Dr. Wainberg is Assistant Professor of Medicine at the University of California, Los Angeles (UCLA), and Codirector of the UCLA GI Oncology Program. Dr Wainberg’s laboratory-based research efforts involve the testing of novel therapeutics against all gastrointestinal (GI) cancers. Currently, he is the recipient of several grants focused on the targeting of cancer stem cells and the molecular classification of GI cancers.
In recent years, we have heard that cancer is becoming a chronic condition with patients benefiting from personalized treatment strategies, including biomarker identification and related targeted therapies and immunotherapies. However, despite these advances, recurrence and metastasis remain significant challenges. Research in cancer stem cells has identified these cells as the possible cause of recurrence, metastasis, and, quite possibly, the cancer itself. Cancer stem cells are a small subset of the total cancer cell population, and while chemotherapy and radiation have been shown to affect the majority of tumor cells, the cancer stem cell appears to be highly resistant to these therapies, resulting in tumor recurrence and metastasis. It is thought that cancer stem cells have the capacity to self-renew and differentiate into cancer cells, have divergent signaling pathways, are resistant to traditional therapies, and contribute to tumor recurrence and metastasis. To further understand the evolving field of cancer stem cell research and its implication for oncology care, the publishers of Personalized Medicine in Oncology met with 2 experts at the forefront of the research, Dr Stanton L. Gerson, Case Comprehensive Cancer Center, and Dr Zev A. Wainberg, University of California, Los Angeles. Funding for this program was provided by Boston Biomedical.
PMO: Thank you for speaking with us today. To begin, can you please provide a definition of cancer stem cells and explain how they differ from normal stem cells?

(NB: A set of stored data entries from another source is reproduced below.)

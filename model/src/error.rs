use std::fmt;
use std::path::PathBuf;

/// The error hierarchy shared across the workspace. Fatal variants map to
/// the process exit codes documented for the simulator binary; soft
/// conditions (timeouts, exceeded search bounds) are logged at the call
/// site instead of being constructed as errors at all.
#[derive(Debug)]
pub enum SimError {
    /// Input file missing or malformed. Exit code 1.
    InputFile { path: PathBuf, reason: String },
    /// A previously committed trip could not be reproved feasible, or a
    /// committed request is missing from the RTV graph. Exit code 2.
    InvariantViolation(String),
    /// The network/config could not be constructed into something the
    /// solver can run on (e.g. zero nodes). Exit code 3.
    Configuration(String),
}

impl SimError {
    pub fn exit_code(&self) -> i32 {
        match self {
            SimError::InputFile { .. } => 1,
            SimError::InvariantViolation(_) => 2,
            SimError::Configuration(_) => 3,
        }
    }
}

impl fmt::Display for SimError {
    fn fmt(&self, f: &mut fmt::Formatter) -> fmt::Result {
        match self {
            SimError::InputFile { path, reason } => {
                write!(f, "failed to read {}: {}", path.display(), reason)
            }
            SimError::InvariantViolation(msg) => write!(f, "invariant violation: {}", msg),
            SimError::Configuration(msg) => write!(f, "configuration error: {}", msg),
        }
    }
}

impl std::error::Error for SimError {}

pub type SimResult<T> = Result<T, SimError>;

Dr. Gerson: Cancer is a heterogeneous problem; we have confirmed that primary tumors and metastases can be very different in nature. Scientists have realized that perhaps there is a unique cell that causes the recurrence of cancer. Or possibly a unique cell that causes cancer. With this premise in mind, we sought to identify characteristics of the cells within tumors, specifically looking for features that were rarely present, and why they took on special roles.

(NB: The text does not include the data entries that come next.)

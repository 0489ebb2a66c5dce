use std::collections::{HashMap, HashSet};
use std::sync::Arc;

use model::base_types::{RequestId, Seconds};
use model::config::Config;
use model::error::{SimError, SimResult};
use model::network::Network;
use model::request::Request;
use model::vehicle::Vehicle;
use model::{loaders, Trip};
use tracing::info;

use crate::movement::advance_vehicles;
use crate::resultlog::{ResultLog, Stats};

/// Drives the simulation from `config.clock.initial_time` to
/// `config.clock.final_time` in steps of `config.clock.interval`: admit
/// new requests, run the batch assignment core, apply the chosen routes,
/// advance vehicles, and roll statistics forward.
pub fn run(config: Arc<Config>) -> SimResult<()> {
    let network = Network::load(
        &config.paths.timefile,
        &config.paths.distance_file,
        &config.paths.edgecost_file,
        config.service.dwell_pickup.0,
        config.service.dwell_alight.0,
    )?;

    let mut requests_vec = loaders::load_requests(
        &config.paths.request_data_file,
        &network,
        &config.service,
    )?;
    let mut vehicles = loaders::load_vehicles(&config.paths.vehicle_data_file, &config.fleet)?;

    let pool = rayon::ThreadPoolBuilder::new()
        .num_threads(config.runtime.threads)
        .build()
        .map_err(|e| SimError::Configuration(e.to_string()))?;

    let mut requests: HashMap<RequestId, Request> =
        requests_vec.drain(..).map(|r| (r.id, r)).collect();

    let mut stats = Stats::default();
    let mut result_log = ResultLog::create(&config)?;
    let mut flagged_errors: HashSet<RequestId> = HashSet::new();

    let mut clock = config.clock.initial_time;
    while clock < config.clock.final_time {
        pool.install(|| run_tick(&config, &network, &mut requests, &mut vehicles, clock))?;

        advance_vehicles(&mut vehicles, &mut requests, &network, &config, clock);

        let (tick_served, tick_shared) = harvest(&vehicles, &requests, &mut stats);
        result_log.write_tick(clock, tick_served, tick_shared, requests.len() as u64);

        for r in requests.values() {
            if !r.is_boarded() && !flagged_errors.contains(&r.id) && clock + config.clock.interval > r.latest_boarding
            {
                flagged_errors.insert(r.id);
                stats.errors += 1;
            }
        }

        info!(clock = clock.0, served = tick_served, "tick complete");
        clock = clock + config.clock.interval;
    }

    result_log.write_summary(&stats, &requests, &vehicles);
    Ok(())
}

fn run_tick(
    config: &Arc<Config>,
    network: &Network,
    requests: &mut HashMap<RequestId, Request>,
    vehicles: &mut [Vehicle],
    clock: Seconds,
) -> SimResult<()> {
    let all_requests: HashMap<RequestId, &Request> = requests.iter().map(|(k, v)| (*k, v)).collect();

    let new_requests: Vec<&Request> = requests
        .values()
        .filter(|r| !r.assigned && !r.is_boarded() && r.entry_time <= clock)
        .collect();
    let vehicle_refs: Vec<&Vehicle> = vehicles.iter().collect();

    let rv = solver::build_rv_graph(&new_requests, &vehicle_refs, &all_requests, clock, network, config);
    let rr = solver::build_rr_graph(&new_requests, &all_requests, clock, network, config);
    let rtv = solver::build_rtv_graph(&vehicle_refs, &all_requests, &rv, &rr, clock, network, config)?;
    let assignment = solver::solve_assignment(&rtv, &all_requests, config);

    let mut chosen_by_vehicle: HashMap<u32, Trip> = assignment.chosen;
    for vehicle in vehicles.iter_mut() {
        if let Some(trip) = chosen_by_vehicle.remove(&vehicle.id) {
            for &rid in &trip.requests {
                if !vehicle.passengers.contains(&rid) {
                    vehicle.pending_requests.insert(rid);
                }
                if let Some(r) = requests.get_mut(&rid) {
                    r.assigned = true;
                }
            }
            vehicle.order_record = trip.order_record;
        }
    }

    Ok(())
}

fn harvest(vehicles: &[Vehicle], requests: &HashMap<RequestId, Request>, stats: &mut Stats) -> (u64, u64) {
    let mut tick_served = 0u64;
    let mut tick_shared = 0u64;
    for vehicle in vehicles {
        for &rid in &vehicle.just_alighted {
            if let Some(r) = requests.get(&rid) {
                stats.served += 1;
                tick_served += 1;
                if let (Some(boarding), Some(alighting)) = (r.boarding_time, r.alighting_time) {
                    stats.total_wait += (boarding - r.entry_time).0;
                    stats.total_ride += (alighting - boarding).0;
                }
                stats.total_delay += r.delay().0;
                if r.shared {
                    stats.total_shared += 1;
                    tick_shared += 1;
                }
            }
        }
    }
    (tick_served, tick_shared)
}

The characteristics of cancer stem cells are the following: they know how to grow, and they know how to rest. It’s a very special feature. Most of our cells differentiate, slough off, and die; for example, skin or bone marrow cells. But a cancer stem cell can rest, which means it can lie dormant for days, months, or years. It can also replicate itself and divide many times. And those cells can spread to different locations and grow there.
PMO: It would appear that cancer stem cells are important in tumor initiation and heterogeneity, as well as relapse and metastasis. How exactly does that process work?
Dr. Gerson: A cancer stem cell has abnormal genetic changes that characterize cancer. They hijack, if you will, some normal cell genetic changes that are present and active only in certain normal stem cell populations. Embryonic stem cells have a very careful sequence of genetic activities that the rest of our cells have lost. That ability is reactivated as a cancer stem cell starts to grow and divide. There are genes that are responsible for keeping differentiation away, for allowing the cell to go dormant and then reactivate.
For instance, in a colon or gastric area, we really understand the stem cell sequence as we go from the bottom of a crypt up to the differentiated cells. The cell at the bottom of the crypt is termed the colon stem cell. That cell can grow and divide and become dormant.
A genetic change may come about that causes the cell to grow exponentially and form a polyp and, ultimately, a tumor. Those cells retain this ability of being able to grow without differentiating, which is a feature of very early stem cell populations.
Then, as a tumor enlarges, going from microscopic to a palpable lump, rare cells retain the stem cell capability inside the tumor. We may be able to eradicate 99% of a tumor, but that cancer stem cell survives. This is our challenge.
PMO: What you’re saying is that cancer stem cells can migrate and regrow a tumor in a distant site from the primary. Does this also involve modification of the tumor microenvironment?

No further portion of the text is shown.